Noise / EMI risk checks

• Ripple spectrum (chopping/PWM) vs audible/resonant bands.
• Edge aggression tradeoff (dv/dt) vs stability requirements.
• Built-in monitoring: current sense readback / fault flags / interrupt pin.
• Thermal path: continuous vs peak current limits and derating points.

Control capability

• Microstep depth and microstep linearity (force ripple control).
• Chopping frequency configurability and decay mode options.
• Acceleration profile support (firmware-driven or assisted).

Robustness and observability

• Stall / load-angle indicators or stall-detect flags (if available).
• Open-phase / short / OT / UVLO reporting paths.
• Interface form: STEP/DIR vs I²C/SPI register control (requirement only).

Hall / magnetic sensing

• Bandwidth and output noise vs required control bandwidth.
• Magnetic interference sensitivity and installation tolerance.
• Temperature drift (offset + gain) and calibration hooks.

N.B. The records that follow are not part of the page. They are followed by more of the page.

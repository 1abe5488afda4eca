//! Order builder.
//!
//! Turns a list of requested lines plus an address reference into an order
//! header, its lines, and an unpaid payment stub, all in one transaction.
//! Stock for every line is debited through the [`StockLedger`] inside that
//! same transaction, so a failure at any line rolls back every write,
//! including earlier debits.
//!
//! Lines are coalesced by product and processed in ascending product ID
//! order, giving every concurrent checkout the same lock acquisition order.

use std::collections::BTreeMap;
use std::sync::Arc;

use chrono::Utc;
use serde::Deserialize;
use tracing::instrument;

use cartwright_core::{
    AddressId, OrderId, OrderStatus, PaymentStatus, Price, ProductId, Quantity, TransactionId,
    UserId,
};

use super::{AddressResolver, EngineError, ProductCatalog, RetryPolicy, StockLedger};
use crate::db::CommerceStore;
use crate::models::{NewOrderLine, Order, OrderDetails, OrderPatch, Payment, PlacedOrder};

/// Largest quantity accepted for one product in a request, after duplicate
/// lines are merged.
pub const MAX_LINE_QUANTITY: i32 = 100;

/// One requested `(product, quantity)` pair, as received from the caller.
#[derive(Debug, Clone, Copy, PartialEq, Eq, Deserialize)]
pub struct LineRequest {
    pub product_id: ProductId,
    pub quantity: i64,
}

/// Validate requested lines and merge duplicates. Both each entry and the
/// merged total per product must fit in `1..=MAX_LINE_QUANTITY`.
///
/// The returned map iterates in ascending product ID order.
fn coalesce(lines: &[LineRequest]) -> Result<BTreeMap<ProductId, Quantity>, EngineError> {
    if lines.is_empty() {
        return Err(EngineError::Validation(
            "order must contain at least one line".to_string(),
        ));
    }

    let mut merged: BTreeMap<ProductId, Quantity> = BTreeMap::new();
    for line in lines {
        let quantity = Quantity::bounded(line.quantity, MAX_LINE_QUANTITY).map_err(|e| {
            EngineError::Validation(format!("product {}: {e}", line.product_id))
        })?;
        let total = match merged.get(&line.product_id) {
            Some(existing) => {
                Quantity::bounded(existing.get() + quantity.get(), MAX_LINE_QUANTITY).map_err(
                    |e| EngineError::Validation(format!("product {} in total: {e}", line.product_id)),
                )?
            }
            None => quantity,
        };
        merged.insert(line.product_id, total);
    }

    Ok(merged)
}

/// Order creation, lookup, and updates.
#[derive(Clone)]
pub struct OrderService {
    store: Arc<dyn CommerceStore>,
    addresses: Arc<dyn AddressResolver>,
    ledger: StockLedger,
    catalog: ProductCatalog,
    retry: RetryPolicy,
}

impl OrderService {
    #[must_use]
    pub fn new(
        store: Arc<dyn CommerceStore>,
        addresses: Arc<dyn AddressResolver>,
        catalog: ProductCatalog,
        retry: RetryPolicy,
    ) -> Self {
        Self {
            store,
            addresses,
            ledger: StockLedger,
            catalog,
            retry,
        }
    }

    /// Create an order in a single attempt.
    ///
    /// # Errors
    ///
    /// - `Validation` if `lines` is empty or a quantity is outside 1..=100
    /// - `AddressNotFound` if the address is not the caller's
    /// - `NotFound` / `InsufficientStock` for the first failing line
    /// - `Conflict` if a concurrent writer changed one of the products
    /// - `Storage` on database failure
    #[instrument(skip(self, lines), fields(user_id = %user_id, address_id = %address_id))]
    pub async fn create_order(
        &self,
        user_id: UserId,
        address_id: AddressId,
        lines: &[LineRequest],
    ) -> Result<PlacedOrder, EngineError> {
        let lines = coalesce(lines)?;
        self.place(user_id, address_id, &lines, 1).await
    }

    /// Create an order, re-running the whole workflow on `Conflict` up to the
    /// configured attempt budget.
    ///
    /// # Errors
    ///
    /// Same as [`OrderService::create_order`]; `Conflict` only once every
    /// attempt has lost its race.
    #[instrument(skip(self, lines), fields(user_id = %user_id, address_id = %address_id))]
    pub async fn checkout(
        &self,
        user_id: UserId,
        address_id: AddressId,
        lines: &[LineRequest],
    ) -> Result<PlacedOrder, EngineError> {
        let lines = coalesce(lines)?;
        let lines = &lines;
        self.retry
            .run(move |attempt| self.place(user_id, address_id, lines, attempt))
            .await
    }

    #[instrument(skip(self, lines), fields(lines = lines.len()))]
    async fn place(
        &self,
        user_id: UserId,
        address_id: AddressId,
        lines: &BTreeMap<ProductId, Quantity>,
        attempt: u32,
    ) -> Result<PlacedOrder, EngineError> {
        let shipping = self
            .addresses
            .resolve(user_id, address_id)
            .await?
            .ok_or(EngineError::AddressNotFound)?;

        let mut tx = self.store.begin().await?;

        let order = Order {
            order_id: OrderId::generate(),
            user_id,
            shipping,
            status: OrderStatus::Pending,
            created_at: Utc::now(),
        };
        tx.insert_order(&order).await?;

        let mut total = Price::ZERO;
        for (&product_id, &quantity) in lines {
            let product = self
                .ledger
                .reserve(tx.as_mut(), product_id, quantity)
                .await?;

            let line = NewOrderLine {
                order_id: order.order_id,
                product_id,
                quantity,
                cost: product.price,
            };
            tx.insert_order_line(&line).await?;
            total = total + product.price.times(quantity);
        }

        let payment = Payment {
            transaction_id: TransactionId::generate(),
            order_id: order.order_id,
            amount: total,
            status: PaymentStatus::Unpaid,
            created_at: Utc::now(),
        };
        tx.insert_payment(&payment).await?;

        tx.commit().await?;

        let touched: Vec<ProductId> = lines.keys().copied().collect();
        self.catalog.invalidate_products(&touched).await;

        tracing::info!(
            order_id = %order.order_id,
            transaction_id = %payment.transaction_id,
            amount = %total,
            "Order committed"
        );

        Ok(PlacedOrder {
            order_id: order.order_id,
            transaction_id: payment.transaction_id,
            amount: total,
        })
    }

    /// Fetch an order with its lines and payment.
    ///
    /// # Errors
    ///
    /// Returns `NotFound` if the order does not exist or is not the caller's.
    #[instrument(skip(self), fields(user_id = %user_id, order_id = %order_id))]
    pub async fn get_order(
        &self,
        user_id: UserId,
        order_id: OrderId,
    ) -> Result<OrderDetails, EngineError> {
        let order = self
            .store
            .order(user_id, order_id)
            .await?
            .ok_or_else(|| EngineError::NotFound(format!("order {order_id}")))?;

        let lines = self.store.order_lines(order_id).await?;
        let payment = self.store.payment_for_order(order_id).await?;

        Ok(OrderDetails {
            order,
            lines,
            payment,
        })
    }

    /// Apply whitelisted shipping and status changes to the caller's order.
    ///
    /// # Errors
    ///
    /// - `NotFound` if the order does not exist or is not the caller's
    /// - `Validation` for blank fields or a disallowed status change
    /// - `Storage` on database failure
    #[instrument(skip(self, patch), fields(user_id = %user_id, order_id = %order_id))]
    pub async fn update_order(
        &self,
        user_id: UserId,
        order_id: OrderId,
        patch: OrderPatch,
    ) -> Result<Order, EngineError> {
        if patch.has_blank_field() {
            return Err(EngineError::Validation(
                "shipping fields must not be blank".to_string(),
            ));
        }

        let mut tx = self.store.begin().await?;

        let mut order = tx
            .lock_order(user_id, order_id)
            .await?
            .ok_or_else(|| EngineError::NotFound(format!("order {order_id}")))?;

        patch.apply(&mut order)?;
        tx.update_order(&order).await?;
        tx.commit().await?;

        tracing::info!(status = %order.status, "Order updated");
        Ok(order)
    }
}
//! Type-safe price representation using decimal arithmetic.
//!
//! Prices are stored as `NUMERIC(12, 2)` and never pass through floating point.
//! Line totals and payment amounts are computed with [`Price::times`] and summed
//! with the `Sum` impl so the payment amount always equals the sum of its lines.

use std::iter::Sum;
use std::ops::Add;

use rust_decimal::Decimal;
use serde::{Deserialize, Serialize};

use crate::Quantity;

/// A monetary amount in the store currency.
#[derive(Debug, Clone, Copy, PartialEq, Eq, PartialOrd, Ord, Hash, Serialize, Deserialize)]
#[cfg_attr(feature = "postgres", derive(sqlx::Type))]
#[cfg_attr(feature = "postgres", sqlx(transparent))]
#[serde(transparent)]
pub struct Price(Decimal);

impl Price {
    /// Zero amount.
    pub const ZERO: Self = Self(Decimal::ZERO);

    /// Create a price from an amount in cents.
    #[must_use]
    pub fn from_cents(cents: i64) -> Self {
        Self(Decimal::new(cents, 2))
    }

    /// The underlying decimal amount.
    #[must_use]
    pub const fn amount(&self) -> Decimal {
        self.0
    }

    /// Price of `quantity` units at this unit price.
    #[must_use]
    pub fn times(self, quantity: Quantity) -> Self {
        Self(self.0 * Decimal::from(quantity.get()))
    }
}

impl Add for Price {
    type Output = Self;

    fn add(self, rhs: Self) -> Self {
        Self(self.0 + rhs.0)
    }
}

impl Sum for Price {
    fn sum<I: Iterator<Item = Self>>(iter: I) -> Self {
        iter.fold(Self::ZERO, Add::add)
    }
}

impl std::fmt::Display for Price {
    fn fmt(&self, f: &mut std::fmt::Formatter<'_>) -> std::fmt::Result {
        write!(f, "{:.2}", self.0)
    }
}

#[cfg(test)]
#[allow(clippy::unwrap_used)]
mod tests {
    use super::*;

    #[test]
    fn test_times_multiplies_unit_price() {
        let unit = Price::from_cents(1999);
        let qty = Quantity::new(3).unwrap();
        assert_eq!(unit.times(qty), Price::from_cents(5997));
    }

    #[test]
    fn test_sum_of_lines() {
        let total: Price = [Price::from_cents(150), Price::from_cents(250)]
            .into_iter()
            .sum();
        assert_eq!(total, Price::from_cents(400));
    }

    #[test]
    fn test_display_two_decimals() {
        assert_eq!(Price::from_cents(500).to_string(), "5.00");
    }

    #[test]
    fn test_serializes_as_string() {
        let json = serde_json::to_string(&Price::from_cents(1234)).unwrap();
        assert_eq!(json, "\"12.34\"");
    }
}
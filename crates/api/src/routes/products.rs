//! Catalog route handlers, served through the product cache.

use axum::extract::{
    Path, Query, State,
    rejection::{PathRejection, QueryRejection},
};
use serde::Deserialize;
use tracing::instrument;

use cartwright_core::ProductId;

use super::response::ApiResponse;
use crate::error::Result;
use crate::models::{Page, Product};
use crate::state::AppState;

/// Query parameters for product listings.
#[derive(Debug, Default, Deserialize)]
pub struct ListQuery {
    pub page: Option<u32>,
    pub size: Option<u32>,
}

impl ListQuery {
    fn page(&self) -> Page {
        let default = Page::default();
        Page::new(
            self.page.unwrap_or(default.page),
            self.size.unwrap_or(default.size),
        )
    }
}

/// List products by ID.
///
/// GET /api/v1/products?page=&size=
#[instrument(skip(state, query))]
pub async fn index(
    State(state): State<AppState>,
    query: std::result::Result<Query<ListQuery>, QueryRejection>,
) -> Result<ApiResponse<Vec<Product>>> {
    let Query(query) = query?;
    let products = state.catalog().products(query.page()).await?;
    Ok(ApiResponse::ok(products))
}

/// Show a single product.
///
/// GET /api/v1/products/{product_id}
#[instrument(skip(state, path))]
pub async fn show(
    State(state): State<AppState>,
    path: std::result::Result<Path<ProductId>, PathRejection>,
) -> Result<ApiResponse<Product>> {
    let Path(product_id) = path?;
    let product = state.catalog().product(product_id).await?;
    Ok(ApiResponse::ok(product))
}
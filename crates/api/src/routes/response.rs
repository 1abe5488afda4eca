//! JSON response envelope.
//!
//! Every response body, success or error, has the same shape:
//!
//! ```json
//! { "code": 0, "message": "ok", "data": { ... } }
//! ```
//!
//! `code` is 0 on success and the HTTP status code otherwise.

use axum::{
    Json,
    response::{IntoResponse, Response},
};
use serde::Serialize;

/// Success code.
pub const CODE_OK: i32 = 0;

/// Unified API response body.
#[derive(Debug, Serialize)]
pub struct ApiResponse<T> {
    pub code: i32,
    pub message: String,
    pub data: Option<T>,
}

impl<T> ApiResponse<T> {
    /// A successful response carrying `data`.
    pub fn ok(data: T) -> Self {
        Self {
            code: CODE_OK,
            message: "ok".to_string(),
            data: Some(data),
        }
    }

    /// A successful response with a custom message.
    pub fn ok_with_message(data: T, message: impl Into<String>) -> Self {
        Self {
            code: CODE_OK,
            message: message.into(),
            data: Some(data),
        }
    }
}

impl<T: Serialize> IntoResponse for ApiResponse<T> {
    fn into_response(self) -> Response {
        Json(self).into_response()
    }
}
//! Request ID middleware for request tracing and correlation.
//!
//! Uses the upstream gateway's `x-request-id` when present, otherwise
//! generates a UUID v4. The ID is recorded on the `http_request` span, tagged
//! on the Sentry scope, stored as a [`RequestId`] request extension, and
//! echoed in the response headers.

use axum::{extract::Request, http::HeaderValue, middleware::Next, response::Response};
use tracing::Span;
use uuid::Uuid;

/// The HTTP header name for request IDs.
pub const REQUEST_ID_HEADER: &str = "x-request-id";

/// Longest upstream request ID accepted as-is.
const MAX_REQUEST_ID_LEN: usize = 128;

/// The request ID assigned to the current request.
#[derive(Debug, Clone, PartialEq, Eq)]
pub struct RequestId(pub String);

/// Middleware that ensures every request carries a request ID.
pub async fn request_id_middleware(mut request: Request, next: Next) -> Response {
    let request_id = request
        .headers()
        .get(REQUEST_ID_HEADER)
        .and_then(|h| h.to_str().ok())
        .filter(|id| !id.is_empty() && id.len() <= MAX_REQUEST_ID_LEN)
        .map_or_else(|| Uuid::new_v4().to_string(), String::from);

    Span::current().record("request_id", request_id.as_str());

    sentry::configure_scope(|scope| {
        scope.set_tag("request_id", &request_id);
    });

    request
        .extensions_mut()
        .insert(RequestId(request_id.clone()));

    let mut response = next.run(request).await;

    if let Ok(value) = HeaderValue::from_str(&request_id) {
        response.headers_mut().insert(REQUEST_ID_HEADER, value);
    }

    response
}
//! Application state shared across handlers.

use std::sync::Arc;

use sqlx::PgPool;

use crate::config::ApiConfig;
use crate::db::{CommerceStore, PgStore};
use crate::services::{
    AddressResolver, CartService, OrderService, PgAddressResolver, ProductCatalog, RetryPolicy,
};

/// Application state shared across all handlers.
///
/// This struct is cheaply cloneable via `Arc`. Services hold their own
/// handle to the injected store; nothing is read from global state.
#[derive(Clone)]
pub struct AppState {
    inner: Arc<AppStateInner>,
}

struct AppStateInner {
    config: ApiConfig,
    store: Arc<dyn CommerceStore>,
    catalog: ProductCatalog,
    cart: CartService,
    orders: OrderService,
}

impl AppState {
    /// Wire services over an arbitrary store and address resolver.
    #[must_use]
    pub fn new(
        config: ApiConfig,
        store: Arc<dyn CommerceStore>,
        addresses: Arc<dyn AddressResolver>,
    ) -> Self {
        let catalog = ProductCatalog::new(
            Arc::clone(&store),
            config.catalog_cache_capacity,
            config.catalog_cache_ttl,
        );
        let cart = CartService::new(Arc::clone(&store), catalog.clone());
        let orders = OrderService::new(
            Arc::clone(&store),
            addresses,
            catalog.clone(),
            RetryPolicy::new(config.checkout_max_attempts),
        );

        Self {
            inner: Arc::new(AppStateInner {
                config,
                store,
                catalog,
                cart,
                orders,
            }),
        }
    }

    /// Wire services over `PostgreSQL`.
    #[must_use]
    pub fn postgres(config: ApiConfig, pool: PgPool) -> Self {
        let addresses = Arc::new(PgAddressResolver::new(pool.clone()));
        Self::new(config, Arc::new(PgStore::new(pool)), addresses)
    }

    /// Get a reference to the API configuration.
    #[must_use]
    pub fn config(&self) -> &ApiConfig {
        &self.inner.config
    }

    /// Get a reference to the backing store.
    #[must_use]
    pub fn store(&self) -> &dyn CommerceStore {
        self.inner.store.as_ref()
    }

    /// Get a reference to the product catalog cache.
    #[must_use]
    pub fn catalog(&self) -> &ProductCatalog {
        &self.inner.catalog
    }

    /// Get a reference to the cart service.
    #[must_use]
    pub fn cart(&self) -> &CartService {
        &self.inner.cart
    }

    /// Get a reference to the order service.
    #[must_use]
    pub fn orders(&self) -> &OrderService {
        &self.inner.orders
    }
}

ADC / comparator / filtering

• ADC ENOB/noise and sample rate vs loop timing budget.
• Comparator hysteresis for limit/threshold decisions (if used).
• Analog/digital filter delay budget (delay reduces stability margin).

Static

• Resolution (effective position step).
• Repeatability (distribution spread over N repeats).
• Temperature drift (Δposition per ΔT, per bin).

Dynamic

• Step response: settling time + overshoot.
• Steady-state error + position jitter RMS.
• Current ripple metrics aligned to stability constraints.

Extreme / fault handling

• Cold start success rate and first-motion latency.
• Endpoint shock tolerance (repeatability before/after).
• Jam/stall detection: false positives vs misses.

Susceptibility + lifetime

• Control/power line disturbance: mis-actuation rate.
• Cycle life: drift vs cycles + fault-event rate.
• Consistency: endpoint distribution stability over aging.

Static repeatability

• Stimulus: move to same setpoint/endpoint N times.
• Capture: final position distribution + current snapshots.
• Output: mean/spread/max deviation per temperature bin.

Dynamic step response

• Stimulus: small + large steps; include direction changes.
• Capture: position(t), current(t), ripple summary.
• Output: settle time, overshoot, jitter RMS, steady error.

Extreme conditions

• Cold start: Tmin, multiple runs; record success and latency.
• Endpoint shock: repeated hard/soft stops; check drift change.
• Jam injection: controlled obstruction; verify detection policy.

Susceptibility (scope-locked)

• Inject disturbances on control lines and local supply rails (A/B compare only).
• Capture: mis-actuation rate + position error histogram.
• Output: pass/fail thresholds based on error stats and faults.